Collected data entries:
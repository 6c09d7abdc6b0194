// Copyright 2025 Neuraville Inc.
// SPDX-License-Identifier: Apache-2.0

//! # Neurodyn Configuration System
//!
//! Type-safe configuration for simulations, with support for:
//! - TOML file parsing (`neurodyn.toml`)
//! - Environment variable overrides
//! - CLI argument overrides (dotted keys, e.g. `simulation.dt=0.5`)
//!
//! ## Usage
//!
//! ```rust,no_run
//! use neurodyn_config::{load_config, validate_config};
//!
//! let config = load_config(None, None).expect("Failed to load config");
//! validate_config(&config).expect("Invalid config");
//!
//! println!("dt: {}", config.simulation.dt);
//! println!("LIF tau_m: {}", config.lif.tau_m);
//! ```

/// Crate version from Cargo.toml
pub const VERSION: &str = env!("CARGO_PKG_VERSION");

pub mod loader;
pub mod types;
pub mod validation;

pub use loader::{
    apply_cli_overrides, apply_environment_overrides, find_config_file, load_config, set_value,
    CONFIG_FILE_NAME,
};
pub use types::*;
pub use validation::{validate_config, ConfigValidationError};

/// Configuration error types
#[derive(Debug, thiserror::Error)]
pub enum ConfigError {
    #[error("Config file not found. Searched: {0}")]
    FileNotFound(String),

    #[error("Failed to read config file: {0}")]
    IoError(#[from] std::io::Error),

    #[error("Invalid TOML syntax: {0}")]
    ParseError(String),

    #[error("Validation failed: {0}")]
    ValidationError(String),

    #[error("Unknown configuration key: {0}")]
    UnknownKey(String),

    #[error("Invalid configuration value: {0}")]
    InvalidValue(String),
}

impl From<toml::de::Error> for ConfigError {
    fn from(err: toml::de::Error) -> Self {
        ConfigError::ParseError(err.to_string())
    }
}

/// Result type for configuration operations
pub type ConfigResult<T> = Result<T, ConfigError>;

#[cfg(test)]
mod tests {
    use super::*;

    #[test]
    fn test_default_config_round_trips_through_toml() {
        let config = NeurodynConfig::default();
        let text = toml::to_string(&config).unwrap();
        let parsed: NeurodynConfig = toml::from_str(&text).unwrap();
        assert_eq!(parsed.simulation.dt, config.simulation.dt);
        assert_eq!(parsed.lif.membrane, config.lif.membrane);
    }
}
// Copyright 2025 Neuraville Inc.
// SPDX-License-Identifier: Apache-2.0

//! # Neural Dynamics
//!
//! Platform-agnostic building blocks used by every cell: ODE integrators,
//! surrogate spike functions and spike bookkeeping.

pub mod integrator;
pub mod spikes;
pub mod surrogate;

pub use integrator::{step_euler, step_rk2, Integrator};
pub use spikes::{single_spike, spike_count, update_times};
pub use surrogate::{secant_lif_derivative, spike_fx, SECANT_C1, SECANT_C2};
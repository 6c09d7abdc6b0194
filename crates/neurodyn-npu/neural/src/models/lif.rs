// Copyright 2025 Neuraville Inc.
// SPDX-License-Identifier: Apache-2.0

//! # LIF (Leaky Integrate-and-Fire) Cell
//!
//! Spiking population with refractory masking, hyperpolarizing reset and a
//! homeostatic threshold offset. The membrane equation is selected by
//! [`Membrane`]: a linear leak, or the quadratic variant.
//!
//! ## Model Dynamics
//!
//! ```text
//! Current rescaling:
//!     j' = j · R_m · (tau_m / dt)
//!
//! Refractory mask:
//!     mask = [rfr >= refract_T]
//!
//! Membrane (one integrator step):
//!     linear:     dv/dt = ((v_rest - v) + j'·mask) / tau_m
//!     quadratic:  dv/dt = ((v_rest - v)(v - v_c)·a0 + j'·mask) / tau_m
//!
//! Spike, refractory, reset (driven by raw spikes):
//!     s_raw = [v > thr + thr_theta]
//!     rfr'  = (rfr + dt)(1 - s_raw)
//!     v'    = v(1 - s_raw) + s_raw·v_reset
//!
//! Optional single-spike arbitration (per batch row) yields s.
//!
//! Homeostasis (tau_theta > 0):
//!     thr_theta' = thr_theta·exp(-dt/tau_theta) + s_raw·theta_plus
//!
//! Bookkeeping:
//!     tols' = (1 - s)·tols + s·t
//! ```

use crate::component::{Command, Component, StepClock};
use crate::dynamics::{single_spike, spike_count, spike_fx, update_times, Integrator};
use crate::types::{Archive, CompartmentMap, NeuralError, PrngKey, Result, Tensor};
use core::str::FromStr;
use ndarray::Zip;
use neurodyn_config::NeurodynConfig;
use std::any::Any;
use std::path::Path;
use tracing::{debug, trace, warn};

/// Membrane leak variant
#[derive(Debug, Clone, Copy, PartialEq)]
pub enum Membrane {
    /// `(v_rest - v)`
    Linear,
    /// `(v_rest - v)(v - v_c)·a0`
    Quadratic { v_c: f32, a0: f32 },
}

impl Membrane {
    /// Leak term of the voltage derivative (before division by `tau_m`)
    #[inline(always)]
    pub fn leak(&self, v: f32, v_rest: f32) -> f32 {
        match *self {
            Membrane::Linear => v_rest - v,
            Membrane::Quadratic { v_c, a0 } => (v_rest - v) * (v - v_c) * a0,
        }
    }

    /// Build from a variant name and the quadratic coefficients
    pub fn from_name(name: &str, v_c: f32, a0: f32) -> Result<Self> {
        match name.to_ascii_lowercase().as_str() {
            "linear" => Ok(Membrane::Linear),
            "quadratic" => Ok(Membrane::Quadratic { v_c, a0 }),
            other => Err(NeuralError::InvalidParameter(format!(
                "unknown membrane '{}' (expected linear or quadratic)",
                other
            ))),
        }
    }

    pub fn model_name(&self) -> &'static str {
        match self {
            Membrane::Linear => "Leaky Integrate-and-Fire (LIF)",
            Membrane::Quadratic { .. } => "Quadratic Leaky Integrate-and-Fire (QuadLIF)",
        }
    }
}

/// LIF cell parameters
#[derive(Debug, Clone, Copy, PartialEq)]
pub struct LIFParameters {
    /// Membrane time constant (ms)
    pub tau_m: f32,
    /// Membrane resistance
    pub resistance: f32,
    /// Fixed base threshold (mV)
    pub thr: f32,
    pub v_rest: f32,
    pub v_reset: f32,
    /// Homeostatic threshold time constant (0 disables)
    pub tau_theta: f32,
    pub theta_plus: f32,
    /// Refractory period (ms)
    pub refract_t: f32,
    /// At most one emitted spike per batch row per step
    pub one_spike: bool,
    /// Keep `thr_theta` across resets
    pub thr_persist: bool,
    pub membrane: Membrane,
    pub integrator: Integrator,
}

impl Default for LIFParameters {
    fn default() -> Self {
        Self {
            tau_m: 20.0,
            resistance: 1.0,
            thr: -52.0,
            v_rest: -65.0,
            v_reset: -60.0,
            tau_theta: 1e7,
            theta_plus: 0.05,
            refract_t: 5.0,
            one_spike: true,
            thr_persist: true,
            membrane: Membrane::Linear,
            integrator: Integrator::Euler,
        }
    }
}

» Exercise details
Reproduce the records above exactly. Leave nothing out.

» Exercise response
repository 6c09d7abdc6b0194
// Copyright 2025 Neuraville Inc.
// SPDX-License-Identifier: Apache-2.0

//! # Neurodyn Configuration System
//!
//! Type-safe configuration for simulations, with support for:
//! - TOML file parsing (`neurodyn.toml`)
//! - Environment variable overrides
//! - CLI argument overrides (dotted keys, e.g. `simulation.dt=0.5`)
//!
//! ## Usage
//!
//! ```rust,no_run
//! use neurodyn_config::{load_config, validate_config};
//!
//! let config = load_config(None, None).expect("Failed to load config");
//! validate_config(&config).expect("Invalid config");
//!
//! println!("dt: {}", config.simulation.dt);
//! println!("LIF tau_m: {}", config.lif.tau_m);
//! ```

/// Crate version from Cargo.toml
pub const VERSION: &str = env!("CARGO_PKG_VERSION");

pub mod loader;
pub mod types;
pub mod validation;

pub use loader::{
    apply_cli_overrides, apply_environment_overrides, find_config_file, load_config, set_value,
    CONFIG_FILE_NAME,
};
pub use types::*;
pub use validation::{validate_config, ConfigValidationError};

/// Configuration error types
#[derive(Debug, thiserror::Error)]
pub enum ConfigError {
    #[error("Config file not found. Searched: {0}")]
    FileNotFound(String),

    #[error("Failed to read config file: {0}")]
    IoError(#[from] std::io::Error),

    #[error("Invalid TOML syntax: {0}")]
    ParseError(String),

    #[error("Validation failed: {0}")]
    ValidationError(String),

    #[error("Unknown configuration key: {0}")]
    UnknownKey(String),

    #[error("Invalid configuration value: {0}")]
    InvalidValue(String),
}

impl From<toml::de::Error> for ConfigError {
    fn from(err: toml::de::Error) -> Self {
        ConfigError::ParseError(err.to_string())
    }
}

/// Result type for configuration operations
pub type ConfigResult<T> = Result<T, ConfigError>;

#[cfg(test)]
mod tests {
    use super::*;

    #[test]
    fn test_default_config_round_trips_through_toml() {
        let config = NeurodynConfig::default();
        let text = toml::to_string(&config).unwrap();
        let parsed: NeurodynConfig = toml::from_str(&text).unwrap();
        assert_eq!(parsed.simulation.dt, config.simulation.dt);
        assert_eq!(parsed.lif.membrane, config.lif.membrane);
    }
}
// Copyright 2025 Neuraville Inc.
// SPDX-License-Identifier: Apache-2.0

//! # Neural Dynamics
//!
//! Platform-agnostic building blocks used by every cell: ODE integrators,
//! surrogate spike functions and spike bookkeeping.

pub mod integrator;
pub mod spikes;
pub mod surrogate;

pub use integrator::{step_euler, step_rk2, Integrator};
pub use spikes::{single_spike, spike_count, update_times};
pub use surrogate::{secant_lif_derivative, spike_fx, SECANT_C1, SECANT_C2};
repository 6c09d7abdc6b0194
filename crates/neurodyn-npu/neural/src/models/lif.rs
// Copyright 2025 Neuraville Inc.
// SPDX-License-Identifier: Apache-2.0

//! # LIF (Leaky Integrate-and-Fire) Cell
//!
//! Spiking population with refractory masking, hyperpolarizing reset and a
//! homeostatic threshold offset. The membrane equation is selected by
//! [`Membrane`]: a linear leak, or the quadratic variant.
//!
//! ## Model Dynamics
//!
//! ```text
//! Current rescaling:
//!     j' = j · R_m · (tau_m / dt)
//!
//! Refractory mask:
//!     mask = [rfr >= refract_T]
//!
//! Membrane (one integrator step):
//!     linear:     dv/dt = ((v_rest - v) + j'·mask) / tau_m
//!     quadratic:  dv/dt = ((v_rest - v)(v - v_c)·a0 + j'·mask) / tau_m
//!
//! Spike, refractory, reset (driven by raw spikes):
//!     s_raw = [v > thr + thr_theta]
//!     rfr'  = (rfr + dt)(1 - s_raw)
//!     v'    = v(1 - s_raw) + s_raw·v_reset
//!
//! Optional single-spike arbitration (per batch row) yields s.
//!
//! Homeostasis (tau_theta > 0):
//!     thr_theta' = thr_theta·exp(-dt/tau_theta) + s_raw·theta_plus
//!
//! Bookkeeping:
//!     tols' = (1 - s)·tols + s·t
//! ```

use crate::component::{Command, Component, StepClock};
use crate::dynamics::{single_spike, spike_count, spike_fx, update_times, Integrator};
use crate::types::{Archive, CompartmentMap, NeuralError, PrngKey, Result, Tensor};
use core::str::FromStr;
use ndarray::Zip;
use neurodyn_config::NeurodynConfig;
use std::any::Any;
use std::path::Path;
use tracing::{debug, trace, warn};

/// Membrane leak variant
#[derive(Debug, Clone, Copy, PartialEq)]
pub enum Membrane {
    /// `(v_rest - v)`
    Linear,
    /// `(v_rest - v)(v - v_c)·a0`
    Quadratic { v_c: f32, a0: f32 },
}

impl Membrane {
    /// Leak term of the voltage derivative (before division by `tau_m`)
    #[inline(always)]
    pub fn leak(&self, v: f32, v_rest: f32) -> f32 {
        match *self {
            Membrane::Linear => v_rest - v,
            Membrane::Quadratic { v_c, a0 } => (v_rest - v) * (v - v_c) * a0,
        }
    }

    /// Build from a variant name and the quadratic coefficients
    pub fn from_name(name: &str, v_c: f32, a0: f32) -> Result<Self> {
        match name.to_ascii_lowercase().as_str() {
            "linear" => Ok(Membrane::Linear),
            "quadratic" => Ok(Membrane::Quadratic { v_c, a0 }),
            other => Err(NeuralError::InvalidParameter(format!(
                "unknown membrane '{}' (expected linear or quadratic)",
                other
            ))),
        }
    }

    pub fn model_name(&self) -> &'static str {
        match self {
            Membrane::Linear => "Leaky Integrate-and-Fire (LIF)",
            Membrane::Quadratic { .. } => "Quadratic Leaky Integrate-and-Fire (QuadLIF)",
        }
    }
}

/// LIF cell parameters
#[derive(Debug, Clone, Copy, PartialEq)]
pub struct LIFParameters {
    /// Membrane time constant (ms)
    pub tau_m: f32,
    /// Membrane resistance
    pub resistance: f32,
    /// Fixed base threshold (mV)
    pub thr: f32,
    pub v_rest: f32,
    pub v_reset: f32,
    /// Homeostatic threshold time constant (0 disables)
    pub tau_theta: f32,
    pub theta_plus: f32,
    /// Refractory period (ms)
    pub refract_t: f32,
    /// At most one emitted spike per batch row per step
    pub one_spike: bool,
    /// Keep `thr_theta` across resets
    pub thr_persist: bool,
    pub membrane: Membrane,
    pub integrator: Integrator,
}

impl Default for LIFParameters {
    fn default() -> Self {
        Self {
            tau_m: 20.0,
            resistance: 1.0,
            thr: -52.0,
            v_rest: -65.0,
            v_reset: -60.0,
            tau_theta: 1e7,
            theta_plus: 0.05,
            refract_t: 5.0,
            one_spike: true,
            thr_persist: true,
            membrane: Membrane::Linear,
            integrator: Integrator::Euler,
        }
    }
}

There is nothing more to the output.